Super:We have all our eggs in one basket right now: fossil fuel. Everything, including our economy, our personal and industrial consumption, is overwhelmingly powered by oil, gas, or coal. We are immediately affected by price increases when something bad happens, whether it is an oil embargo or the Russian war in Ukraine.
If we got some of our energy instead from solar, some wind, and some from geothermal, we wouldn’t be as dependent on any one of them. We would be able switch and rely more on the other factors if one of those factors went down. And we wouldn’t be subject to the huge price increases we are seeing now.

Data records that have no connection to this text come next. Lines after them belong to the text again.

//! Common types used throughout the league manager

use chrono::NaiveDate;
use serde::{Deserialize, Serialize};

/// Unique identifier for teams
pub type TeamId = i64;

/// Unique identifier for players
pub type PlayerId = i64;

/// Unique identifier for matches
pub type MatchId = i64;

/// Integer skill rating stored per team
pub type Rating = i64;

/// A team record as stored in the `teams` table
#[derive(Debug, Clone, PartialEq, Eq, Serialize, Deserialize)]
pub struct Team {
    pub id: TeamId,
    pub name: String,
    pub genre: String,
    /// Absent until the team's first simulated match
    pub rating: Option<Rating>,
}

/// A player record as stored in the `players` table
#[derive(Debug, Clone, PartialEq, Eq, Serialize, Deserialize)]
pub struct Player {
    pub id: PlayerId,
    pub name: String,
    pub role: String,
    pub team_id: TeamId,
}

/// A match record as stored in the `matches` table
#[derive(Debug, Clone, PartialEq, Eq, Serialize, Deserialize)]
pub struct Match {
    pub id: MatchId,
    pub team1_id: TeamId,
    pub team2_id: TeamId,
    pub date: Option<NaiveDate>,
    /// `None` while the match is pending
    pub winner_id: Option<TeamId>,
}

impl Match {
    pub fn is_pending(&self) -> bool {
        self.winner_id.is_none()
    }

    pub fn is_completed(&self) -> bool {
        self.winner_id.is_some()
    }

    /// Whether the team plays in this match as team1 or team2
    pub fn involves(&self, team_id: TeamId) -> bool {
        self.team1_id == team_id || self.team2_id == team_id
    }

    /// Win or loss from the given team's point of view, `None` while pending
    pub fn result_for(&self, team_id: TeamId) -> Option<MatchResult> {
        self.winner_id.map(|winner| {
            if winner == team_id {
                MatchResult::Win
            } else {
                MatchResult::Loss
            }
        })
    }

    /// Team id occupying the given side
    pub fn team_on(&self, side: Side) -> TeamId {
        match side {
            Side::Team1 => self.team1_id,
            Side::Team2 => self.team2_id,
        }
    }
}

/// Fields for a new team; the store assigns the id
#[derive(Debug, Clone, PartialEq, Eq)]
pub struct NewTeam {
    pub name: String,
    pub genre: String,
}

/// Fields for a new player; the store assigns the id
#[derive(Debug, Clone, PartialEq, Eq)]
pub struct NewPlayer {
    pub name: String,
    pub role: String,
    pub team_id: TeamId,
}

/// Fields for a new, pending match; the store assigns the id
#[derive(Debug, Clone, PartialEq, Eq)]
pub struct NewMatch {
    pub team1_id: TeamId,
    pub team2_id: TeamId,
    pub date: Option<NaiveDate>,
}

/// Which slot of a match a team occupies
#[derive(Debug, Clone, Copy, PartialEq, Eq, Hash)]
pub enum Side {
    Team1,
    Team2,
}

/// Result of a completed match from one team's perspective
#[derive(Debug, Clone, Copy, PartialEq, Eq)]
pub enum MatchResult {
    Win,
    Loss,
}

impl MatchResult {
    /// Single-letter form used in the leaderboard
    pub fn symbol(self) -> char {
        match self {
            MatchResult::Win => 'W',
            MatchResult::Loss => 'L',
        }
    }

    /// Actual score fed into the rating update
    pub fn score(self) -> f64 {
        match self {
            MatchResult::Win => 1.0,
            MatchResult::Loss => 0.0,
        }
    }
}

impl std::fmt::Display for MatchResult {
    fn fmt(&self, f: &mut std::fmt::Formatter<'_>) -> std::fmt::Result {
        write!(f, "{}", self.symbol())
    }
}
//! League storage interface and implementations
//!
//! This module defines the interface for persisting and retrieving teams, players
//! and matches, the scoped transaction helper every write goes through, and an
//! in-memory table set that can snapshot itself to a JSON file on commit.

pub mod memory;
pub mod tables;

pub use memory::InMemoryLeagueStore;
pub use tables::Tables;

use crate::error::Result;
use crate::types::{Match, MatchId, NewMatch, NewPlayer, NewTeam, Player, PlayerId, Team, TeamId};
use tracing::warn;

/// Ordering for team listings
#[derive(Debug, Clone, Copy, PartialEq, Eq, Default)]
pub enum TeamOrder {
    /// Insertion order
    #[default]
    Id,
    Name,
}

/// Which matches a listing returns
#[derive(Debug, Clone, Copy, PartialEq, Eq, Default)]
pub enum MatchFilter {
    #[default]
    All,
    /// Matches without a winner
    Pending,
}

impl MatchFilter {
    pub fn accepts(&self, record: &Match) -> bool {
        match self {
            MatchFilter::All => true,
            MatchFilter::Pending => record.is_pending(),
        }
    }
}

/// Ordering for match listings; ties always fall back to id order
#[derive(Debug, Clone, Copy, PartialEq, Eq, Default)]
pub enum MatchOrder {
    #[default]
    Id,
    /// Oldest first, unscheduled matches before scheduled ones
    DateAscending,
    /// Newest first, unscheduled matches last
    DateDescending,
}

/// What a team deletion removed along with the team
#[derive(Debug, Clone, Copy, PartialEq, Eq, Default)]
pub struct TeamRemoval {
    pub players_removed: usize,
    pub matches_removed: usize,
}

/// Trait for league storage operations.
///
/// Every write must happen between `begin` and `commit`/`rollback`; use
/// [`in_transaction`] rather than calling those directly.
#[cfg_attr(test, mockall::automock)]
pub trait LeagueStore {
    /// Get a team by id
    fn get_team(&self, id: TeamId) -> Result<Option<Team>>;

    /// Get a player by id
    fn get_player(&self, id: PlayerId) -> Result<Option<Player>>;

    /// Get a match by id
    fn get_match(&self, id: MatchId) -> Result<Option<Match>>;

    /// All teams in the given order
    fn list_teams(&self, order: TeamOrder) -> Result<Vec<Team>>;

    /// Players of one team, ordered by name
    fn list_players(&self, team_id: TeamId) -> Result<Vec<Player>>;

    /// Matches accepted by the filter, in the given order
    fn list_matches(&self, filter: MatchFilter, order: MatchOrder) -> Result<Vec<Match>>;

    fn insert_team(&mut self, team: NewTeam) -> Result<Team>;

    /// Fails if the referenced team does not exist
    fn insert_player(&mut self, player: NewPlayer) -> Result<Player>;

    /// Fails if either team does not exist or both sides are the same team
    fn insert_match(&mut self, new_match: NewMatch) -> Result<Match>;

    fn update_team(&mut self, team: &Team) -> Result<()>;

    fn update_player(&mut self, player: &Player) -> Result<()>;

    /// Fails if the winner is set to a team not playing in the match
    fn update_match(&mut self, record: &Match) -> Result<()>;

    /// Remove a team together with its players and every match referencing it.
    /// Returns `None` if the team does not exist.
    fn delete_team(&mut self, id: TeamId) -> Result<Option<TeamRemoval>>;

    /// Returns whether the player existed
    fn delete_player(&mut self, id: PlayerId) -> Result<bool>;

    /// Returns whether the match existed
    fn delete_match(&mut self, id: MatchId) -> Result<bool>;

    fn begin(&mut self) -> Result<()>;

    fn commit(&mut self) -> Result<()>;

    fn rollback(&mut self) -> Result<()>;

    /// Discard any open transaction and release the session
    fn close(&mut self) -> Result<()>;
}

/// Run `operation` inside a transaction: commit if it succeeds, roll back if it
/// or the commit fails. The original error is returned either way.
pub fn in_transaction<S, T, F>(store: &mut S, operation: F) -> Result<T>
where
    S: LeagueStore + ?Sized,
    F: FnOnce(&mut S) -> Result<T>,
{
    store.begin()?;

    let outcome = match operation(&mut *store) {
        Ok(value) => store.commit().map(|_| value),
        Err(e) => Err(e),
    };

    if outcome.is_err() {
        if let Err(rollback_error) = store.rollback() {
            warn!("Rollback after failed transaction also failed: {}", rollback_error);
        }
    }

    outcome
}
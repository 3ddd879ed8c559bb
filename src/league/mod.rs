//! League operations: record management, match simulation and standings

pub mod genres;
pub mod leaderboard;
pub mod manager;
pub mod simulator;

pub use genres::{GenreCatalog, GenreProfile, RoleRule};
pub use leaderboard::{team_standing, LeaderboardBuilder, LeaderboardEntry, RatingTier, TeamStanding};
pub use manager::{LeagueManager, MatchSummary, PlayerChanges, TeamChanges};
pub use simulator::{
    MatchSimulation, MatchSimulator, OutcomeSource, RngOutcomeSource, ScriptedOutcomeSource,
    SimulatedSide, SimulationReport,
};
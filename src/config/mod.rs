//! Configuration management for the league manager
//!
//! This module handles configuration loading from TOML files and environment
//! variables, validation, and default values.

pub mod app;
pub mod rating;

// Re-export commonly used types
pub use app::{validate_config, AppConfig, ServiceSettings, SimulationSettings, StorageSettings};
pub use rating::RatingConfig;
//! The teams, players and matches tables with their constraints
//!
//! `Tables` is plain data: it serializes to the snapshot file as-is and is cloned
//! to form a transaction savepoint. Foreign keys and the match check constraints
//! are enforced here, the way a relational store would enforce them.

use crate::error::{LeagueError, Result};
use crate::storage::{MatchFilter, MatchOrder, TeamOrder, TeamRemoval};
use crate::types::{Match, MatchId, NewMatch, NewPlayer, NewTeam, Player, PlayerId, Team, TeamId};
use serde::{Deserialize, Serialize};
use std::collections::BTreeMap;

/// In-memory relational tables keyed by id
#[derive(Debug, Clone, PartialEq, Serialize, Deserialize)]
#[serde(default)]
pub struct Tables {
    pub teams: BTreeMap<TeamId, Team>,
    pub players: BTreeMap<PlayerId, Player>,
    pub matches: BTreeMap<MatchId, Match>,
    next_team_id: TeamId,
    next_player_id: PlayerId,
    next_match_id: MatchId,
}

impl Default for Tables {
    fn default() -> Self {
        Self {
            teams: BTreeMap::new(),
            players: BTreeMap::new(),
            matches: BTreeMap::new(),
            next_team_id: 1,
            next_player_id: 1,
            next_match_id: 1,
        }
    }
}

fn constraint_violation(message: String) -> anyhow::Error {
    LeagueError::persistence(format!("constraint failed: {}", message)).into()
}

impl Tables {
    pub fn team(&self, id: TeamId) -> Option<&Team> {
        self.teams.get(&id)
    }

    pub fn player(&self, id: PlayerId) -> Option<&Player> {
        self.players.get(&id)
    }

    pub fn match_record(&self, id: MatchId) -> Option<&Match> {
        self.matches.get(&id)
    }

    pub fn teams_ordered(&self, order: TeamOrder) -> Vec<Team> {
        let mut teams: Vec<Team> = self.teams.values().cloned().collect();
        if order == TeamOrder::Name {
            teams.sort_by(|a, b| a.name.cmp(&b.name));
        }
        teams
    }

    pub fn players_of(&self, team_id: TeamId) -> Vec<Player> {
        let mut players: Vec<Player> = self
            .players
            .values()
            .filter(|player| player.team_id == team_id)
            .cloned()
            .collect();
        players.sort_by(|a, b| a.name.cmp(&b.name));
        players
    }

    pub fn matches_where(&self, filter: MatchFilter, order: MatchOrder) -> Vec<Match> {
        // BTreeMap iteration yields id order, and the sorts below are stable
        let mut matches: Vec<Match> = self
            .matches
            .values()
            .filter(|record| filter.accepts(record))
            .cloned()
            .collect();

        match order {
            MatchOrder::Id => {}
            MatchOrder::DateAscending => matches.sort_by(|a, b| a.date.cmp(&b.date)),
            MatchOrder::DateDescending => matches.sort_by(|a, b| b.date.cmp(&a.date)),
        }
        matches
    }

    pub fn insert_team(&mut self, new_team: NewTeam) -> Team {
        let team = Team {
            id: self.next_team_id,
            name: new_team.name,
            genre: new_team.genre,
            rating: None,
        };
        self.next_team_id += 1;
        self.teams.insert(team.id, team.clone());
        team
    }

    pub fn insert_player(&mut self, new_player: NewPlayer) -> Result<Player> {
        self.check_team_exists(new_player.team_id, "players.team_id")?;

        let player = Player {
            id: self.next_player_id,
            name: new_player.name,
            role: new_player.role,
            team_id: new_player.team_id,
        };
        self.next_player_id += 1;
        self.players.insert(player.id, player.clone());
        Ok(player)
    }

    pub fn insert_match(&mut self, new_match: NewMatch) -> Result<Match> {
        let record = Match {
            id: self.next_match_id,
            team1_id: new_match.team1_id,
            team2_id: new_match.team2_id,
            date: new_match.date,
            winner_id: None,
        };
        self.check_match(&record)?;

        self.next_match_id += 1;
        self.matches.insert(record.id, record.clone());
        Ok(record)
    }

    pub fn update_team(&mut self, team: &Team) -> Result<()> {
        match self.teams.get_mut(&team.id) {
            Some(row) => {
                *row = team.clone();
                Ok(())
            }
            None => Err(LeagueError::TeamNotFound { team_id: team.id }.into()),
        }
    }

    pub fn update_player(&mut self, player: &Player) -> Result<()> {
        if !self.players.contains_key(&player.id) {
            return Err(LeagueError::PlayerNotFound {
                player_id: player.id,
            }
            .into());
        }
        self.check_team_exists(player.team_id, "players.team_id")?;

        self.players.insert(player.id, player.clone());
        Ok(())
    }

    pub fn update_match(&mut self, record: &Match) -> Result<()> {
        if !self.matches.contains_key(&record.id) {
            return Err(LeagueError::MatchNotFound {
                match_id: record.id,
            }
            .into());
        }
        self.check_match(record)?;

        self.matches.insert(record.id, record.clone());
        Ok(())
    }

    pub fn delete_team(&mut self, id: TeamId) -> Option<TeamRemoval> {
        self.teams.remove(&id)?;

        let players_before = self.players.len();
        self.players.retain(|_, player| player.team_id != id);

        let matches_before = self.matches.len();
        self.matches.retain(|_, record| !record.involves(id));

        Some(TeamRemoval {
            players_removed: players_before - self.players.len(),
            matches_removed: matches_before - self.matches.len(),
        })
    }

    pub fn delete_player(&mut self, id: PlayerId) -> bool {
        self.players.remove(&id).is_some()
    }

    pub fn delete_match(&mut self, id: MatchId) -> bool {
        self.matches.remove(&id).is_some()
    }

    fn check_team_exists(&self, team_id: TeamId, column: &str) -> Result<()> {
        if self.teams.contains_key(&team_id) {
            Ok(())
        } else {
            Err(constraint_violation(format!(
                "{} references missing team {}",
                column, team_id
            )))
        }
    }

    fn check_match(&self, record: &Match) -> Result<()> {
        if record.team1_id == record.team2_id {
            return Err(constraint_violation(format!(
                "match {} has team {} on both sides",
                record.id, record.team1_id
            )));
        }
        self.check_team_exists(record.team1_id, "matches.team1_id")?;
        self.check_team_exists(record.team2_id, "matches.team2_id")?;

        if let Some(winner) = record.winner_id {
            if !record.involves(winner) {
                return Err(constraint_violation(format!(
                    "winner {} of match {} is not playing in it",
                    winner, record.id
                )));
            }
        }
        Ok(())
    }
}

#[cfg(test)]
mod tests {
    use super::*;
    use chrono::NaiveDate;

    fn new_team(name: &str) -> NewTeam {
        NewTeam {
            name: name.to_string(),
            genre: "CS2".to_string(),
        }
    }

    fn date(day: u32) -> Option<NaiveDate> {
        NaiveDate::from_ymd_opt(2026, 5, day)
    }

    fn seeded() -> Tables {
        let mut tables = Tables::default();
        tables.insert_team(new_team("Vitality"));
        tables.insert_team(new_team("Astralis"));
        tables.insert_team(new_team("MOUZ"));
        tables
    }

    #[test]
    fn test_ids_are_never_reused() {
        let mut tables = seeded();
        assert!(tables.delete_team(3).is_some());

        let team = tables.insert_team(new_team("FaZe"));
        assert_eq!(team.id, 4);
        assert_eq!(team.rating, None);
    }

    #[test]
    fn test_teams_ordered_by_name() {
        let tables = seeded();
        let names: Vec<String> = tables
            .teams_ordered(TeamOrder::Name)
            .into_iter()
            .map(|team| team.name)
            .collect();
        assert_eq!(names, vec!["Astralis", "MOUZ", "Vitality"]);

        let ids: Vec<TeamId> = tables
            .teams_ordered(TeamOrder::Id)
            .iter()
            .map(|team| team.id)
            .collect();
        assert_eq!(ids, vec![1, 2, 3]);
    }

    #[test]
    fn test_player_foreign_key() {
        let mut tables = seeded();
        let result = tables.insert_player(NewPlayer {
            name: "ZywOo".to_string(),
            role: "AWPer".to_string(),
            team_id: 99,
        });

        let err = result.unwrap_err();
        assert!(matches!(
            err.downcast_ref::<LeagueError>(),
            Some(LeagueError::Persistence { .. })
        ));
        assert!(tables.players.is_empty());
    }

    #[test]
    fn test_match_check_constraints() {
        let mut tables = seeded();

        assert!(tables
            .insert_match(NewMatch {
                team1_id: 1,
                team2_id: 1,
                date: None,
            })
            .is_err());

        let mut record = tables
            .insert_match(NewMatch {
                team1_id: 1,
                team2_id: 2,
                date: None,
            })
            .unwrap();

        record.winner_id = Some(3);
        assert!(tables.update_match(&record).is_err());

        record.winner_id = Some(2);
        tables.update_match(&record).unwrap();
        assert_eq!(tables.match_record(record.id).unwrap().winner_id, Some(2));
    }

    #[test]
    fn test_match_ordering_by_date() {
        let mut tables = seeded();
        let fixtures = [(1, 2, date(20)), (1, 3, None), (2, 3, date(5)), (1, 2, None)];
        for (team1_id, team2_id, day) in fixtures {
            tables
                .insert_match(NewMatch {
                    team1_id,
                    team2_id,
                    date: day,
                })
                .unwrap();
        }

        let ascending: Vec<MatchId> = tables
            .matches_where(MatchFilter::All, MatchOrder::DateAscending)
            .iter()
            .map(|record| record.id)
            .collect();
        assert_eq!(ascending, vec![2, 4, 3, 1]);

        let descending: Vec<MatchId> = tables
            .matches_where(MatchFilter::All, MatchOrder::DateDescending)
            .iter()
            .map(|record| record.id)
            .collect();
        assert_eq!(descending, vec![1, 3, 2, 4]);
    }

    #[test]
    fn test_delete_team_cascades() {
        let mut tables = seeded();
        for name in ["apEX", "ropz"] {
            tables
                .insert_player(NewPlayer {
                    name: name.to_string(),
                    role: "Rifler".to_string(),
                    team_id: 1,
                })
                .unwrap();
        }
        tables
            .insert_player(NewPlayer {
                name: "device".to_string(),
                role: "AWPer".to_string(),
                team_id: 2,
            })
            .unwrap();
        tables
            .insert_match(NewMatch {
                team1_id: 1,
                team2_id: 2,
                date: None,
            })
            .unwrap();
        tables
            .insert_match(NewMatch {
                team1_id: 2,
                team2_id: 3,
                date: None,
            })
            .unwrap();

        let removal = tables.delete_team(1).unwrap();
        assert_eq!(
            removal,
            TeamRemoval {
                players_removed: 2,
                matches_removed: 1,
            }
        );
        assert_eq!(tables.players.len(), 1);
        assert_eq!(tables.matches.len(), 1);
        assert!(tables.delete_team(1).is_none());
    }

    #[test]
    fn test_update_missing_rows() {
        let mut tables = seeded();
        let ghost = Team {
            id: 42,
            name: "Ghost".to_string(),
            genre: "CS2".to_string(),
            rating: Some(1000),
        };
        let err = tables.update_team(&ghost).unwrap_err();
        assert!(matches!(
            err.downcast_ref::<LeagueError>(),
            Some(LeagueError::TeamNotFound { team_id: 42 })
        ));
    }

    #[test]
    fn test_snapshot_serialization_keeps_counters() {
        let mut tables = seeded();
        tables.delete_team(3);

        let json = serde_json::to_string(&tables).unwrap();
        let mut restored: Tables = serde_json::from_str(&json).unwrap();
        assert_eq!(restored, tables);
        assert_eq!(restored.insert_team(new_team("NAVI")).id, 4);
    }
}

Another factor is that many of the alternative sources of energy are not concentrated within unstable areas of the world. Wind is everywhere, solar is everywhere. North Dakota is reputed to be the Persian Gulf in terms of wind energy’s potential. Geothermal is also abundant in the area. You can see that most oil and natural gas is extracted from dictatorial regions of the globe where there is political instability. While Canada and Norway have stable democracies respectively, very few large oil and gas exporters have such stable democracies. As long as we stick to one type of fuel from such unstable parts, we are at the mercy.
That’s it this week for Today’s Climate. Thanks for reading, and I’ll be back in your inbox on Tuesday.
Today’s Indicator
2.3 billion
That’s how many people face water scarcity today, in part because of climate change, According to the United Nations. This number is expected to double in 2050.